3 years can not simply be torn apart.
To much has built into more than just a feeling from the heart.

I refuse,
bad news,
you chose,
to give me without a fight or blowing a fuse.

Every little part of me,
can see,
what should be,
an everlasting existence for us D.

My best critic,
You offer your thoughts unlike a cynic.

Why can you not see,
just exactly what you mean to me?

Take away this fear of elated,
jaded,
and emancipated,

grief.

Like a beautiful rose will die without a leaf
We should chose to not let this just be an end based on a past thought or belief.

Destiny?
And elaborate mess we have an option to put in the past and set aside and show no pity.

Left with my head on sideways,
I can not understand why you allow or even ponder this demise for this many days.

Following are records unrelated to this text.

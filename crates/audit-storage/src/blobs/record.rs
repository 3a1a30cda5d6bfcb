//! Blob registration types

use chrono::{DateTime, Utc};
use serde::{Deserialize, Serialize};
use serde_json::{Map, Value};

use crate::envelope::{DomainId, EventEnvelope};
use crate::ids::StorageId;

/// Content type every audited event is stored under
pub const JSON_CONTENT_TYPE: &str = "application/json";

/// Metadata map attached to a stored event
///
/// Serializes as `{type, dataType, source, bytes, id?}`; `id` is left out
/// entirely when the event had none.
#[derive(Debug, Clone, PartialEq, Eq, Serialize, Deserialize)]
pub struct BlobMetadata {
    #[serde(rename = "type")]
    pub event_type: String,
    #[serde(rename = "dataType")]
    pub data_type: String,
    pub source: String,
    /// Payload length in bytes
    pub bytes: u64,
    #[serde(default, skip_serializing_if = "Option::is_none")]
    pub id: Option<DomainId>,
}

impl BlobMetadata {
    /// Build the metadata map for an event of `bytes` length
    pub fn from_envelope(envelope: &EventEnvelope, bytes: u64) -> Self {
        Self {
            event_type: envelope.event_type().to_string(),
            data_type: envelope.data_type().to_string(),
            source: envelope.source().to_string(),
            bytes,
            id: envelope.id(),
        }
    }

    /// The metadata as a JSON object
    pub fn to_map(&self) -> Map<String, Value> {
        match serde_json::to_value(self) {
            Ok(Value::Object(map)) => map,
            _ => Map::new(),
        }
    }
}

/// Everything a store registers for one blob
#[derive(Debug, Clone, PartialEq, Eq, Serialize, Deserialize)]
#[serde(rename_all = "camelCase")]
pub struct BlobRecord {
    pub id: StorageId,
    pub filename: String,
    pub content_type: String,
    /// Payload length in bytes
    pub length: u64,
    /// BLAKE3 digest of the payload, hex encoded
    pub checksum: String,
    pub stored_at: DateTime<Utc>,
    pub metadata: BlobMetadata,
}

impl BlobRecord {
    /// Create the registration for `data` stored under `id`
    pub fn new(
        id: StorageId,
        filename: impl Into<String>,
        content_type: impl Into<String>,
        data: &[u8],
        metadata: BlobMetadata,
    ) -> Self {
        Self {
            id,
            filename: filename.into(),
            content_type: content_type.into(),
            length: data.len() as u64,
            checksum: checksum(data),
            stored_at: Utc::now(),
            metadata,
        }
    }

    /// Check `data` against the recorded length and checksum
    pub fn matches(&self, data: &[u8]) -> bool {
        data.len() as u64 == self.length && checksum(data) == self.checksum
    }
}

fn checksum(data: &[u8]) -> String {
    blake3::hash(data).to_hex().to_string()
}
//! Node server implementation

use std::sync::atomic::{AtomicU64, Ordering};
use std::sync::Arc;

use axum::routing::get;
use axum::{Json, Router};
use rafiq_cluster::{Coordinator, NodeEvent};
use rafiq_core::types::ClientEvent;
use rafiq_core::{RafiqConfig, Result};
use rafiq_store::{FileBackend, LocalStore};
use tokio::net::TcpListener;
use tokio::sync::broadcast;
use tokio::sync::mpsc::{self, UnboundedSender};
use tower_http::trace::{DefaultMakeSpan, TraceLayer};
use tracing::{error, info};

use crate::dialer;
use crate::ws;

/// Application state shared across WebSocket handlers
#[derive(Clone)]
pub struct AppState {
    pub config: Arc<RafiqConfig>,
    pub events: UnboundedSender<NodeEvent>,
    pub notifier: broadcast::Sender<ClientEvent>,
    next_client_id: Arc<AtomicU64>,
}

impl AppState {
    pub fn next_client_id(&self) -> u64 {
        self.next_client_id.fetch_add(1, Ordering::Relaxed)
    }
}

/// The per-node server: coordinator task, timers, dialer and the
/// WebSocket listener.
pub struct NodeServer {
    config: RafiqConfig,
}

impl NodeServer {
    pub fn new(config: RafiqConfig) -> Self {
        Self { config }
    }

    pub async fn run(self) -> Result<()> {
        self.config.validate()?;
        let config = Arc::new(self.config);

        // Load the durable blob; a corrupt blob costs the data but not
        // the node
        let backend = FileBackend::for_node(&config.storage.data_dir, &config.node_id);
        let mut store = LocalStore::new(config.cluster.max_store_size, Box::new(backend));
        if let Err(e) = store.load() {
            error!("[{}] Failed to load store blob: {}", config.node_id, e);
        }

        let (events_tx, events_rx) = mpsc::unbounded_channel();
        let coordinator = Coordinator::new(&config, store, events_tx.clone());
        let notifier = coordinator.notifier();
        tokio::spawn(coordinator.run(events_rx));

        spawn_timers(&config, events_tx.clone());
        dialer::spawn_dialers(Arc::clone(&config), events_tx.clone());

        let state = AppState {
            config: Arc::clone(&config),
            events: events_tx,
            notifier,
            next_client_id: Arc::new(AtomicU64::new(1)),
        };

        let app = Router::new()
            .route("/cluster/ws", get(ws::peer_ws))
            .route("/client/ws", get(ws::client_ws))
            .route("/health", get(health))
            .with_state(state)
            .layer(TraceLayer::new_for_http().make_span_with(DefaultMakeSpan::default()));

        let addr = format!("{}:{}", config.server.bind_address, config.server.port);
        let listener = TcpListener::bind(&addr).await?;
        info!("[{}] Listening on {}", config.node_id, addr);

        axum::serve(listener, app).await?;

        Ok(())
    }
}

async fn health(
    axum::extract::State(state): axum::extract::State<AppState>,
) -> Json<serde_json::Value> {
    Json(serde_json::json!({
        "node": state.config.node_id,
        "version": rafiq_core::VERSION,
    }))
}

/// Start the protocol timers: heartbeat send, liveness check and the
/// one-shot startup snapshot pass. Each is a task posting plain events
/// into the coordinator channel, preserving its single-task semantics.
fn spawn_timers(config: &RafiqConfig, events: UnboundedSender<NodeEvent>) {
    let heartbeat_interval = config.cluster.heartbeat_interval();
    let check_interval = config.cluster.check_interval();
    let snapshot_delay = config.cluster.snapshot_request_delay();

    {
        let events = events.clone();
        tokio::spawn(async move {
            let mut ticker = tokio::time::interval(heartbeat_interval);
            ticker.tick().await; // first tick fires immediately, skip it
            loop {
                ticker.tick().await;
                if events.send(NodeEvent::SendHeartbeats).is_err() {
                    break;
                }
            }
        });
    }

    {
        let events = events.clone();
        tokio::spawn(async move {
            let mut ticker = tokio::time::interval(check_interval);
            ticker.tick().await;
            loop {
                ticker.tick().await;
                if events.send(NodeEvent::CheckLiveness).is_err() {
                    break;
                }
            }
        });
    }

    tokio::spawn(async move {
        tokio::time::sleep(snapshot_delay).await;
        let _ = events.send(NodeEvent::RequestSnapshots);
    });
}
//! Error types for Rafiq

use thiserror::Error;

pub type Result<T> = std::result::Result<T, Error>;

#[derive(Error, Debug)]
pub enum Error {
    // Configuration errors
    #[error("Invalid configuration: {0}")]
    InvalidConfig(String),

    #[error("Unknown node identity: {0}")]
    UnknownNode(String),

    // Wire errors
    #[error("Malformed message: {0}")]
    MalformedMessage(String),

    // Environment errors
    #[error("IO error: {0}")]
    Io(#[from] std::io::Error),

    #[error("Serialization error: {0}")]
    Serialization(#[from] serde_json::Error),

    #[error("Internal error: {0}")]
    InternalError(String),
}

We can no longer look into each other eyes.
Can you try to see this and not allow the life of lies?

What we have always thought was the way it should be till death comes about.
It is what we are programed to think even if we have no understanding to the word doubt.

It can eradicate any happiness
It can provide you a feeling loneliness.
Even on a night of such tenderness.

I get it,
You resent

Me and my ways,
Because I neglected you us on many days.

So sorry I am, I wish you could forgive me now so we could work on whats to come.
This has shaken me up more than you think. I hope that one day it is me that you run;

2
We were once new,
People thought we had such a great partnership me and you.

You intoxicate,
should I elaborate?
You have always been, and will always be my one and only mate,
to date.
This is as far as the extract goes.